Kto lubi bluesa, nie będzie w święta osamotniony, jeśli sięgnie po „A Christmas Celebration of Hope” B.B. Kinga czy „12 Songs of Christmas” Etty James. Właściwie w każdym stylo znajdziemy coś okolicznościowego. W ubiegłym roku świetną płytę „It’s Christmas” nagrała soulowa wokalistka Ledisi. Album otworzyła tematem „I’ll Go” śpiewając porywająco na kilka głosów z akompaniamentem fortepianu. Na luzie wykonała własną piosenkę „Be There For Christmas”. A moją ulubioną jest „Please Come Home” wykonana z wokalistą i gitarzystą bluesowym Kebem Mo. W tradycyjne tematy jak np. „What A Wonderful World” (świetna trąbka Christiana Scotta) tchnęła nowe życie.

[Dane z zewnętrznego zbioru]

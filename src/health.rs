//! Network health scoring
//!
//! A coarse qualitative score derived from online device counts, one
//! latency probe, and the host's interface byte counters.

use serde::{Deserialize, Serialize};
use std::time::Duration;
use sysinfo::Networks;

use crate::database::DeviceRecord;

/// Summary statistics for the dashboard
#[derive(Debug, Clone, Serialize, Deserialize)]
pub struct HealthReport {
    pub network_health: String,
    pub total_devices: usize,
    pub online_devices: usize,
    pub latency: String,
    pub bytes_sent: u64,
    pub bytes_recv: u64,
    /// Coarse boolean signal (0 for Excellent/Good, 1 otherwise), not an alert count.
    pub active_alerts: u8,
    pub next_update: String,
}

/// Score the network and map the score to a qualitative label
pub fn score_network(
    online_devices: usize,
    latency_ms: Option<u64>,
    bytes_sent: u64,
    bytes_recv: u64,
) -> (i32, &'static str) {
    let mut score = 100;

    match latency_ms {
        None => score -= 50,
        Some(ms) if ms > 150 => score -= 30,
        Some(ms) if ms > 80 => score -= 15,
        Some(_) => {}
    }

    if online_devices == 0 {
        score -= 30;
    }

    if bytes_recv < 10_000 && bytes_sent < 10_000 {
        score -= 15;
    }

    let label = if score >= 85 {
        "Excellent"
    } else if score >= 65 {
        "Good"
    } else if score >= 40 {
        "Fair"
    } else {
        "Poor"
    };

    (score, label)
}

/// Parse a probe result of the form `"23ms"`; `"timeout"` maps to `None`
fn parse_latency_ms(latency: &str) -> Option<u64> {
    latency.strip_suffix("ms")?.trim().parse().ok()
}

/// Build a health report from a device snapshot and fresh probe readings
pub fn compute_health(
    devices: &[DeviceRecord],
    latency: &str,
    bytes_sent: u64,
    bytes_recv: u64,
    next_update: Duration,
) -> HealthReport {
    let online_devices = devices.iter().filter(|d| d.online).count();
    let latency_ms = parse_latency_ms(latency);
    let (_score, label) = score_network(online_devices, latency_ms, bytes_sent, bytes_recv);

    HealthReport {
        network_health: label.to_string(),
        total_devices: devices.len(),
        online_devices,
        latency: if latency_ms.is_some() {
            latency.to_string()
        } else {
            "timeout".to_string()
        },
        bytes_sent,
        bytes_recv,
        active_alerts: if label == "Excellent" || label == "Good" {
            0
        } else {
            1
        },
        next_update: format!("{}s", next_update.as_secs()),
    }
}

/// Total bytes sent/received across all host interfaces
pub fn read_io_counters() -> (u64, u64) {
    let networks = Networks::new_with_refreshed_list();

    let mut bytes_sent = 0u64;
    let mut bytes_recv = 0u64;
    for (_name, data) in &networks {
        bytes_sent = bytes_sent.saturating_add(data.total_transmitted());
        bytes_recv = bytes_recv.saturating_add(data.total_received());
    }

    (bytes_sent, bytes_recv)
}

Kto woli bardziej tradycyjne podejście do christmasowych standardów powinien posłuchać Binga Crosby’ego, którego „Whita Christmas” jest najbardziej rozpoznawanym tematem. Ale ja wolę Franka Sinatrę i jego najbardziej znane płyty: „A Jolly Christmas from Frank Sinatra”, „A Jolly Christmas from Frank Sinatra” i „The Sinatra Christmas Album” z zabawna, rodzinną interpretacją „Twelve Days of Christmas”.